Très souvent, les metteurs en scène belges ont l’habitude d’ouvrir les barrières des choses convenues. Sans scrupule, ils rentrent volontiers dans l’intimité de chacun, la tête baissée et poussent la bienséance hors de sa normalité.

Avec Les Chiens de Navarre, on s’y retrouve – ils sont français et rejoignent, avec cette pièce, les metteurs en scène belges merveilleusement insolents…

On pose le cul sur des gradins, devant un spectacle bi-frontal et c’est avec un sourire narquois et des yeux de voyeur (où l’on regarderait par un trou de bite, vous verrez pourquoi !) que l’on va assister à ce carnaval insolent, grivois, percutant, incisif, sanglant, nous plongeant ainsi dans un drame familial aux intentions sarcastiques et aux regards incendiaires.

On va nous bousculer sans psy, ni analyse, et c’est comme ça, juste en écoutant leur discours, que l’on va commencer à rire jaune et à devenir des voyeurs involontaires.

En voilà une, alors, de logorrhée incendiaire, façon Festen ou Fête de Famille.

Parlons-en de Fête de Famille, c’est plutôt Rendez-vous à OK Corral avec insultes, règlements de comptes, et ignobles véridiques assignations.. C’est juste si on a pas envie de quitter la table et pourquoi pas de tuer son voisin !

Le décor kitsch à souhait est là pour servir d’espace à ces jouxtes assassines. Un trophée cloué au mur, accroché là, est le témoin de la tragique rigolade qui se joue sous ses yeux.

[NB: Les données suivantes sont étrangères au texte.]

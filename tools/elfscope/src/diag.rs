//! Diagnostics on stderr.
//!
//! stdout belongs to the report. Warnings about the input and per-stage
//! traces go to stderr, filtered by the level chosen with `-q`/`-v`.

use std::sync::atomic::{AtomicU8, Ordering};
use std::time::{Duration, Instant};

/// How much goes to stderr besides errors.
#[derive(Debug, Clone, Copy, PartialEq, Eq, PartialOrd, Ord)]
#[repr(u8)]
pub enum Level {
    /// Errors only (`-q`).
    Quiet = 0,
    /// Warnings about the input.
    Warn = 1,
    /// Warnings, config resolution and stage traces (`-v`).
    Trace = 2,
}

impl Level {
    /// Pick the level for the `-q`/`-v` flags. clap rejects both at once.
    pub fn from_flags(quiet: bool, verbose: bool) -> Self {
        match (quiet, verbose) {
            (true, _) => Self::Quiet,
            (false, true) => Self::Trace,
            (false, false) => Self::Warn,
        }
    }
}

static LEVEL: AtomicU8 = AtomicU8::new(Level::Warn as u8);

/// Set the process-wide level.
pub fn set_level(level: Level) {
    LEVEL.store(level as u8, Ordering::Relaxed);
}

/// Whether messages at `level` are printed.
pub fn enabled(level: Level) -> bool {
    LEVEL.load(Ordering::Relaxed) >= level as u8
}

/// Trace line, printed with `-v` only.
macro_rules! trace {
    ($($arg:tt)*) => {
        if $crate::diag::enabled($crate::diag::Level::Trace) {
            eprintln!("  {}", format_args!($($arg)*));
        }
    };
}

pub(crate) use trace;

/// Warning about the input, silenced by `-q`.
macro_rules! warning {
    ($($arg:tt)*) => {
        if $crate::diag::enabled($crate::diag::Level::Warn) {
            eprintln!("warning: {}", format_args!($($arg)*));
        }
    };
}

pub(crate) use warning;

/// Times one parser stage and traces what it produced when dropped.
///
/// ```ignore
/// let mut t = StageTimer::stage("section table");
/// parser.read_section_table()?;
/// t.produced(parser.sections().all().count(), "sections");
/// // traces "  section table: 12 sections in 3.1µs"
/// ```
pub struct StageTimer {
    stage: &'static str,
    start: Instant,
    produced: Option<(usize, &'static str)>,
}

impl StageTimer {
    /// Start timing `stage`.
    pub fn stage(stage: &'static str) -> Self {
        Self {
            stage,
            start: Instant::now(),
            produced: None,
        }
    }

    /// Record how many `unit`s the stage yielded.
    pub fn produced(&mut self, count: usize, unit: &'static str) {
        self.produced = Some((count, unit));
    }
}

impl Drop for StageTimer {
    fn drop(&mut self) {
        if enabled(Level::Trace) {
            eprintln!("  {}", stage_line(self.stage, self.produced, self.start.elapsed()));
        }
    }
}

/// A stage that failed part-way has no count and reports only its time.
fn stage_line(stage: &str, produced: Option<(usize, &str)>, elapsed: Duration) -> String {
    match produced {
        Some((count, unit)) => format!("{stage}: {count} {unit} in {elapsed:.1?}"),
        None => format!("{stage}: {elapsed:.1?}"),
    }
}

Pipi, caca, régression, couches culottes, bite, couille, sexe, partouze… Médée et la parodie d’Isabelle Huppert, bras ballants, bouche ouverte hurlant/pleurant et crachant… conversations répétitives et ordinaires énonçant des lieux communs à rire et à pleurer… et au milieu de tout ça, des coliques laxatives sur des chiottes bouchés. Manque plus que l’odeur, mais le Destop est bien là !

Décrire comme ça des successions de petites tragédies ne parvient pas à décrire la gêne et la jouissance mêlées au plaisir de devenir le membre de cette famille « je vous aime/je vous hais ».

C’est une drôle de vie que vivent ses membres, tous plus caricaturaux les uns que les autres, comme des images d’Épinal qui prendraient vie dans cet appartement ringard mais confortable.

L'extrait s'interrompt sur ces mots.